As AI agents start to move faster than software made for human users, both digital tooling and silicon architecture need to be redesigned to reduce latency and power bottlenecks, according to the chief scientists of Nvidia and Google
Current software tools – from compilers to productivity applications – will need a fundamental redesign to keep pace with artificial intelligence (AI) agents working at machine speed, according to the chief scientists of Google and Nvidia.
Speaking at the recent Nvidia GTC 2026 conference in San Jose, Google chief scientist Jeff Dean noted that while human developers rarely stress over the startup time of a C compiler, traditional tooling will cause massive performance latency in a world where AI agents operate way faster than humans.
Coding tools are already undergoing this shift, Dean said, adding that business applications must follow suit.
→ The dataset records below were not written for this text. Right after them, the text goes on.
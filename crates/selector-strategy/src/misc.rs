//! Check, Upload, and Verify candidate ordering (spec.md §4.2.4).

use crate::candidate::{css_quote, xpath_literal, Candidate};

/// Candidates for `Check{target, state}`. The candidate list is independent
/// of the desired checked state; the Resolution Engine decides whether to
/// click based on current vs. desired state (§4.5).
pub fn generate_check(target: &str) -> Vec<Candidate> {
    let q = css_quote(target);
    let t = xpath_literal(target);
    vec![
        Candidate::css(format!("input[type=checkbox][aria-label='{q}']")),
        Candidate::css_chain([
            format!("label:has-text('{q}')"),
            "input[type=checkbox]".into(),
        ]),
        Candidate::xpath(format!(
            "//*[normalize-space(text())={t}]//following::input[@type='checkbox'][1]"
        )),
    ]
}

/// Phase A of `Upload{target, file_path}`: a user-visible button that opens
/// a file chooser. `target` is used when present; otherwise the generic
/// "Upload Files"/"Upload" labels are tried.
pub fn generate_upload_button(target: Option<&str>) -> Vec<Candidate> {
    let mut out = Vec::new();
    if let Some(t) = target {
        let q = css_quote(t);
        out.push(Candidate::css(format!("button:has-text('{q}')")));
        out.push(Candidate::css(format!("a:has-text('{q}')")));
    }
    out.push(Candidate::css("button:has-text('Upload Files')"));
    out.push(Candidate::css("button:has-text('Upload')"));
    out
}

/// Phase B of `Upload{target, file_path}`: a direct `input[type=file]`,
/// tried when no upload button could be activated.
pub fn generate_upload_input(target: Option<&str>) -> Vec<Candidate> {
    let mut out = Vec::new();
    if let Some(t) = target {
        let q = css_quote(t);
        let x = xpath_literal(t);
        out.push(Candidate::css(format!("input[type=file][aria-label='{q}']")));
        out.push(Candidate::css(format!("input[type=file][name='{q}']")));
        out.push(Candidate::css(format!("input[type=file]#{q}")));
        out.push(Candidate::xpath(format!(
            "//*[normalize-space(text())={x}]//following::input[@type='file'][1]"
        )));
    }
    out.push(Candidate::css("input[type=file]"));
    out
}

/// Verify is a text-presence predicate, not a DOM query to click through, so
/// there is a single candidate: the literal text to look for.
pub fn verify_text_query(text: &str) -> String {
    text.to_string()
}

#[cfg(test)]
mod tests {
    use super::*;

    #[test]
    fn check_candidates_in_order() {
        let c = generate_check("Terms");
        assert_eq!(c[0].render(), "input[type=checkbox][aria-label='Terms']");
        assert_eq!(c[1].render(), "label:has-text('Terms') >> input[type=checkbox]");
    }

    #[test]
    fn upload_button_falls_back_to_generic_labels() {
        let c = generate_upload_button(None);
        assert_eq!(c[0].render(), "button:has-text('Upload Files')");
        assert_eq!(c[1].render(), "button:has-text('Upload')");
    }

    #[test]
    fn upload_button_tries_target_first() {
        let c = generate_upload_button(Some("Resume"));
        assert_eq!(c[0].render(), "button:has-text('Resume')");
        assert!(c.iter().any(|x| x.render() == "button:has-text('Upload Files')"));
    }

    #[test]
    fn upload_input_has_bare_fallback() {
        let c = generate_upload_input(None);
        assert_eq!(c.len(), 1);
        assert_eq!(c[0].render(), "input[type=file]");
    }
}
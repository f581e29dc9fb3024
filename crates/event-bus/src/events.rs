//! The concrete event vocabulary (spec.md §4.9) carried on the bus, plus the
//! per-Session [`Metrics`] accumulator (§3) that `SessionEnd` reports.

use chrono::{DateTime, Utc};
use runner_core_types::SessionId;
use serde::{Deserialize, Serialize};

/// Which tier resolved the element (spec.md GLOSSARY, "Via").
#[derive(Clone, Copy, Debug, Eq, PartialEq, Serialize, Deserialize)]
#[serde(rename_all = "lowercase")]
pub enum Via {
    Learned,
    Traditional,
    Ai,
}

/// Per-Session counters accumulated over a run (spec.md §3, "Metrics").
#[derive(Clone, Debug, Default, Serialize, Deserialize)]
pub struct Metrics {
    pub wall_time_ms: u64,
    pub step_count: u32,
    pub steps_succeeded: u32,
    pub steps_failed: u32,
    pub selectors_reused: u32,
    pub selectors_learned: u32,
    pub ai_invocations: u32,
    pub ai_successes: u32,
}

/// Typed progress events, each carrying a monotonic timestamp and, where
/// applicable, a `session_id` (spec.md §4.9). Serialized with `type` as the
/// JSON tag (snake_case, as §6.5 permits) so wire consumers can match on it
/// without a separate envelope type.
#[derive(Clone, Debug, Serialize, Deserialize)]
#[serde(tag = "type", rename_all = "snake_case")]
pub enum RunnerEvent {
    StepStart {
        session_id: SessionId,
        timestamp: DateTime<Utc>,
        n: usize,
        action_kind: String,
        target: Option<String>,
    },
    StepEnd {
        session_id: SessionId,
        timestamp: DateTime<Utc>,
        n: usize,
        ok: bool,
        via: Option<Via>,
        selector: Option<String>,
        error: Option<String>,
    },
    SelectorLearned {
        session_id: SessionId,
        timestamp: DateTime<Utc>,
        key: String,
        selector: String,
    },
    SelectorReused {
        session_id: SessionId,
        timestamp: DateTime<Utc>,
        key: String,
    },
    AiInvoked {
        session_id: SessionId,
        timestamp: DateTime<Utc>,
        key: String,
        hit: bool,
    },
    SessionEnd {
        session_id: SessionId,
        timestamp: DateTime<Utc>,
        ok: bool,
        metrics: Metrics,
    },
    /// Coordinator-level; carries no `session_id` since it summarizes across
    /// every Session in the run (§4.9).
    ProgressPercent {
        timestamp: DateTime<Utc>,
        completed: usize,
        total: usize,
    },
}

impl RunnerEvent {
    pub fn session_id(&self) -> Option<&SessionId> {
        match self {
            RunnerEvent::StepStart { session_id, .. }
            | RunnerEvent::StepEnd { session_id, .. }
            | RunnerEvent::SelectorLearned { session_id, .. }
            | RunnerEvent::SelectorReused { session_id, .. }
            | RunnerEvent::AiInvoked { session_id, .. }
            | RunnerEvent::SessionEnd { session_id, .. } => Some(session_id),
            RunnerEvent::ProgressPercent { .. } => None,
        }
    }
}
//! Resolution Engine (spec.md §4.5, component C5): the orchestration layer
//! that turns one parsed [`step_parser::Action`] into an actual DOM
//! interaction by trying, in order, a previously learned selector, then the
//! Selector Strategy Generator's candidates, then (if enabled) the AI
//! Locator Adapter — short-circuiting on the first candidate whose
//! element-level sub-strategies (`attempt.rs`) succeed.

mod attempt;
mod engine;
mod error;

pub use attempt::{CheckAction, ClickAction, ElementAction, FillAction};
pub use engine::{FailureOutcome, ResolutionConfig, ResolutionEngine, ResolutionOutcome, SuccessOutcome};
pub use error::StepFailureKind;
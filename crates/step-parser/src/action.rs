use runner_core_types::ActionKind;

/// A typed step record (spec.md §3). Immutable once produced by the parser;
/// consumed exactly once by the Resolution Engine.
#[derive(Clone, Debug, PartialEq)]
pub enum Action {
    Fill {
        target: String,
        value: String,
    },
    FillTextarea {
        target: String,
        value: String,
    },
    Click {
        target: String,
    },
    Select {
        target: String,
        option: String,
    },
    Check {
        target: String,
        state: bool,
    },
    Upload {
        target: Option<String>,
        file_path: String,
    },
    Wait {
        seconds: f64,
    },
    Verify {
        text: String,
    },
    /// Parsing failed; surfaces as a step error (never an exception).
    Unknown {
        raw: String,
    },
}

impl Action {
    pub fn kind(&self) -> Option<ActionKind> {
        match self {
            Action::Fill { .. } => Some(ActionKind::Fill),
            Action::FillTextarea { .. } => Some(ActionKind::FillTextarea),
            Action::Click { .. } => Some(ActionKind::Click),
            Action::Select { .. } => Some(ActionKind::Select),
            Action::Check { .. } => Some(ActionKind::Check),
            Action::Upload { .. } => Some(ActionKind::Upload),
            Action::Wait { .. } => Some(ActionKind::Wait),
            Action::Verify { .. } => Some(ActionKind::Verify),
            Action::Unknown { .. } => None,
        }
    }

    /// The logical target string this action resolves against, if any.
    /// `Wait` and `Verify` (the latter checks document-wide text, not a
    /// single anchor) have no resolvable target.
    pub fn target(&self) -> Option<&str> {
        match self {
            Action::Fill { target, .. }
            | Action::FillTextarea { target, .. }
            | Action::Click { target }
            | Action::Select { target, .. }
            | Action::Check { target, .. } => Some(target),
            Action::Upload { target, .. } => target.as_deref(),
            Action::Wait { .. } | Action::Verify { .. } | Action::Unknown { .. } => None,
        }
    }

    pub fn is_unknown(&self) -> bool {
        matches!(self, Action::Unknown { .. })
    }
}

/// One line from a parsed test script.
#[derive(Clone, Debug, PartialEq)]
pub struct Step {
    /// 1-based line number in the source script (for diagnostics).
    pub line_number: usize,
    pub raw: String,
    pub action: Action,
}
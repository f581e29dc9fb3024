//! Step Parser (spec.md §4.1, component C1).
//!
//! Lifts each line of a natural-language test script into a typed `Step`.
//! Blank lines and `#`-prefixed comment lines are skipped entirely; every
//! other line always produces a `Step`, falling back to `Action::Unknown`
//! rather than failing the whole script (P1, parser totality).

mod action;
mod parser;
mod quotes;

pub use action::{Action, Step};
pub use parser::parse_action;

/// Parse a single already-trimmed, non-blank, non-comment line.
///
/// Returns `None` for lines that carry no step (blank, or `#` comment);
/// callers iterating a script should prefer [`parse_script`], which applies
/// that filtering and tracks line numbers for diagnostics.
pub fn parse_line(line: &str) -> Option<Action> {
    let trimmed = line.trim();
    if trimmed.is_empty() || trimmed.starts_with('#') {
        return None;
    }
    Some(parse_action(trimmed))
}

/// Parse a whole script into an ordered list of steps, 1-based line numbers
/// preserved for error reporting.
pub fn parse_script(text: &str) -> Vec<Step> {
    text.lines()
        .enumerate()
        .filter_map(|(idx, raw)| {
            let action = parse_line(raw)?;
            Some(Step {
                line_number: idx + 1,
                raw: raw.trim().to_string(),
                action,
            })
        })
        .collect()
}
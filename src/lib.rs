//! Thin binary-crate shell: CLI parsing, layered configuration, and the
//! tracing pipeline wired around the resolution-and-action core. The core
//! itself lives in the sibling crates under `crates/` (see `DESIGN.md`).

pub mod cli;
pub mod config;
pub mod logging;

use std::sync::Arc;

use ai_locator::{AiLocator, DisabledAiLocator, HttpAiLocator, HttpAiLocatorConfig};
use anyhow::Context;
use browser_driver::{ChromiumDriver, DriverError};
use coordinator::{Coordinator, CoordinatorConfig, RunRequest};
use data_consumer::DataConsumer;
use event_bus::{EventBus, InMemoryBus, RunnerEvent};
use learning_store::LearningStore;
use resolution_engine::ResolutionConfig;
use tokio_util::sync::CancellationToken;

use cli::RunArgs;
use config::RunnerConfig;

/// Builds the process-wide shared components (§5: Learning Store and Data
/// Consumer are process-wide, single-writer each) and runs `args.parallel`
/// identical requests through the Parallel Coordinator, printing every
/// published event as newline-delimited JSON (spec.md §6.5).
pub async fn run(args: RunArgs, config: RunnerConfig) -> anyhow::Result<bool> {
    let script = std::fs::read_to_string(&args.steps)
        .with_context(|| format!("reading step script at {}", args.steps.display()))?;

    let learning_store = Arc::new(
        LearningStore::open(config.learning_store_path.clone()).context("opening learning store")?,
    );

    // A missing or absent data CSV is not fatal (§6.3): only scripts that
    // reference `%Name%` placeholders need one, and the Session reports
    // `NoDataAvailable`/aborts only those that do.
    let data_consumer = DataConsumer::open(config.data_csv_path.clone())
        .ok()
        .map(Arc::new);

    let ai_locator: Arc<dyn AiLocator> = if config.ai_enabled && !config.ai_api_key.is_empty() {
        HttpAiLocator::new(HttpAiLocatorConfig {
            endpoint: config.ai_endpoint.clone(),
            api_key: config.ai_api_key.clone(),
            requests_per_minute: config.ai_requests_per_minute,
            ..HttpAiLocatorConfig::default()
        })
    } else {
        Arc::new(DisabledAiLocator)
    };

    let bus: Arc<dyn EventBus<RunnerEvent>> = InMemoryBus::new(1024);
    let mut subscription = bus.subscribe();
    let printer = tokio::spawn(async move {
        loop {
            match subscription.recv().await {
                Ok(event) => {
                    if let Ok(line) = serde_json::to_string(&event) {
                        println!("{line}");
                    }
                }
                Err(tokio::sync::broadcast::error::RecvError::Lagged(_)) => continue,
                Err(tokio::sync::broadcast::error::RecvError::Closed) => break,
            }
        }
    });

    let coord_config = CoordinatorConfig {
        resolution: ResolutionConfig {
            candidate_timeout: config.candidate_timeout(),
            action_timeout: config.action_timeout(),
            ai_enabled: args.use_ai,
            screenshot_dir: config.screenshot_dir.clone().map(Into::into),
            ..ResolutionConfig::default()
        },
    };
    let coordinator = Coordinator::new(
        learning_store,
        ai_locator,
        data_consumer,
        bus.clone(),
        coord_config,
    );

    let data_preference: runner_core_types::RowPreference = args.data_preference.into();
    let requests: Vec<RunRequest> = (0..args.parallel.max(1))
        .map(|_| RunRequest {
            url: args.url.clone(),
            script: script.clone(),
            use_ai: args.use_ai,
            data_preference,
            continue_on_failure: args.continue_on_failure,
        })
        .collect();

    // `ChromiumDriver::launch` reads its headless default from this env var
    // (spec.md §6.4's `headless` field, translated to the driver's own
    // auto-detection convention — see browser-driver's chromium.rs).
    let headless = args.headless || config.headless;
    std::env::set_var("SCENARIO_RUNNER_HEADLESS", if headless { "1" } else { "0" });

    let reports = coordinator
        .run_all(requests, make_driver, CancellationToken::new())
        .await;

    drop(coordinator);
    drop(bus);
    let _ = printer.await;

    Ok(reports.iter().all(|r| r.ok))
}

/// Launches one real Chromium instance per Session (spec.md §4.7 step 1).
/// A launch failure is not treated as fatal to the whole run: the
/// Coordinator reports that one Session as failed and keeps the others
/// going (P10).
async fn make_driver() -> Result<ChromiumDriver, DriverError> {
    ChromiumDriver::launch().await
}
This will allow agents to manipulate spreadsheets and documents to extract information programmatically, he explained during a wide-ranging conversation with Nvidia chief scientist Bill Dally on advancing the next frontier of AI.
The discussion provided rare insights into the roadmaps of Google and Nvidia as prompt-and-wait AI progresses to agentic systems capable of course-correcting, negotiating, and even designing their own successors.
Autonomous R&D
For Google, advancing to AI’s next frontier means empowering models to act as autonomous R&D laboratories.
Dally pressed Dean on how close the industry is to an AI model that can experiment, curate data, and train the next version of itself. While Dean conceded the ability to do so is “not quite there yet”, he pointed to the emergence of neural architecture search, which allows users to automate the design of neural networks.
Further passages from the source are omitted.